Physical and social betterment are worthy aims, but wider-issues are troubling men's minds. A century of amazing progress in science and knowledge, and in man's control over the processes and forces of Nature, seems to have failed to increase his control over his own nature. A second devastating war threatens to destroy the material gifts of knowledge and to release a flood of passions which, as General Smuts has said, will, if unchecked, destroy the-rights and liberties of the individual and the ideals of man's ethical and spiritual life.

Respect for free human personality, both as a right and because of its imperative value to society, has been the theme of this address, but it must not find its limit between man and man nor between man and his community. In the wider developing world community that is our ultimate goal, we hope to find the independence and free development of the individual state valued as well as preserved.

Even more must this understanding be cultivated between the different categories of human thought and experience. It is our nature or our inclination to seek our explanations of conflicting issues in a single comprehensive cause, and to believe that one category of experience is fundamental. We are given, too, to finding the causes of human misunderstanding in the ways of thinking, usually only partly understood, of others. Religion may see in science a material reality devoid of ethics and ideals; science may find religion holding to material beliefs devoid of scientific reality; and each believes that truth will make man free!

Is mutual exclusiveness inevitable here?
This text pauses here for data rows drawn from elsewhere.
//! Hierarchy structure rules
//!
//! Node levels are derived, never supplied: a root sits at level 0 and every
//! child sits one below its parent, down to level 5. Both store backends use
//! these helpers so the rules hold regardless of where nodes live.

use skillgate_common::types::{HierarchyNode, NodeId, MAX_HIERARCHY_DEPTH, MAX_NODE_LEVEL};
use skillgate_common::SkillgateError;
use std::collections::HashSet;

/// Level of a new node placed under `parent` (`None` for a root)
pub fn level_for_child(parent: Option<&HierarchyNode>) -> Result<u8, SkillgateError> {
    match parent {
        None => Ok(0),
        Some(parent) if parent.level >= MAX_NODE_LEVEL => Err(SkillgateError::DepthExceeded(
            format!(
                "node {} is at level {}; children would exceed {} levels",
                parent.id, parent.level, MAX_HIERARCHY_DEPTH
            ),
        )),
        Some(parent) => Ok(parent.level + 1),
    }
}

/// Walk the parent chain from `start` to a root
///
/// Returns the chain length (1 for a root). Fails on a cycle or when the chain
/// is longer than the hierarchy allows. A parent missing from `lookup` ends the
/// walk, since dangling references are the store's concern.
pub fn validate_chain<'a, F>(start: &'a HierarchyNode, lookup: F) -> Result<usize, SkillgateError>
where
    F: Fn(&NodeId) -> Option<&'a HierarchyNode>,
{
    let mut seen: HashSet<&NodeId> = HashSet::new();
    let mut current = Some(start);
    let mut depth = 0usize;

    while let Some(node) = current {
        if !seen.insert(&node.id) {
            return Err(SkillgateError::Cycle(node.id.to_string()));
        }
        depth += 1;
        if depth > MAX_HIERARCHY_DEPTH {
            return Err(SkillgateError::DepthExceeded(format!(
                "chain from {} is longer than {} levels",
                start.id, MAX_HIERARCHY_DEPTH
            )));
        }
        current = node.parent_id.as_ref().and_then(&lookup);
    }

    Ok(depth)
}

#[cfg(test)]
mod tests {
    use super::*;
    use std::collections::HashMap;

    fn node(id: &str, parent: Option<&str>, level: u8) -> HierarchyNode {
        HierarchyNode {
            id: NodeId::parse(id).unwrap(),
            parent_id: parent.map(|p| NodeId::parse(p).unwrap()),
            level,
            attributes: Default::default(),
            disabled: false,
        }
    }

    fn index(nodes: &[HierarchyNode]) -> HashMap<NodeId, HierarchyNode> {
        nodes.iter().map(|n| (n.id.clone(), n.clone())).collect()
    }

    #[test]
    fn test_levels_follow_parent() {
        assert_eq!(level_for_child(None).unwrap(), 0);
        assert_eq!(level_for_child(Some(&node("a", None, 0))).unwrap(), 1);
        assert_eq!(level_for_child(Some(&node("e", Some("d"), 4))).unwrap(), 5);
        assert!(matches!(
            level_for_child(Some(&node("f", Some("e"), 5))),
            Err(SkillgateError::DepthExceeded(_))
        ));
    }

    #[test]
    fn test_chain_of_six_is_valid() {
        let ids = ["l0", "l1", "l2", "l3", "l4", "l5"];
        let nodes: Vec<_> = ids
            .iter()
            .enumerate()
            .map(|(i, id)| node(id, i.checked_sub(1).map(|p| ids[p]), i as u8))
            .collect();
        let by_id = index(&nodes);

        let depth = validate_chain(&by_id[&NodeId::parse("l5").unwrap()], |id| by_id.get(id)).unwrap();
        assert_eq!(depth, 6);
    }

    #[test]
    fn test_chain_of_seven_is_rejected() {
        let ids = ["l0", "l1", "l2", "l3", "l4", "l5", "l6"];
        let nodes: Vec<_> = ids
            .iter()
            .enumerate()
            .map(|(i, id)| node(id, i.checked_sub(1).map(|p| ids[p]), 0))
            .collect();
        let by_id = index(&nodes);

        let result = validate_chain(&by_id[&NodeId::parse("l6").unwrap()], |id| by_id.get(id));
        assert!(matches!(result, Err(SkillgateError::DepthExceeded(_))));
    }

    #[test]
    fn test_cycle_is_detected() {
        let nodes = vec![node("a", Some("b"), 1), node("b", Some("a"), 1)];
        let by_id = index(&nodes);

        let result = validate_chain(&by_id[&NodeId::parse("a").unwrap()], |id| by_id.get(id));
        assert!(matches!(result, Err(SkillgateError::Cycle(_))));
    }
}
Surely not if each will recognise some part of its own truth and value in the other; surely not if we recognise that, although the compelling influences in our-individual and social lives, religion, science, art and philosophy, may follow different modes of experience, they should not be exclusive, but should endeavour to find the highest common measure of integration with one another. Freedom, the “recognition of necessity” will then issue not only in the recognition of the individuality of others, but also in the recognition that individual approaches to truth are not necessarily less real one than the other.

Understanding this, mankind's intellectual and emotional disciplines, no less than man himself, will each share in the human and divine recognition of the value of that individual personality whose service is perfect freedom.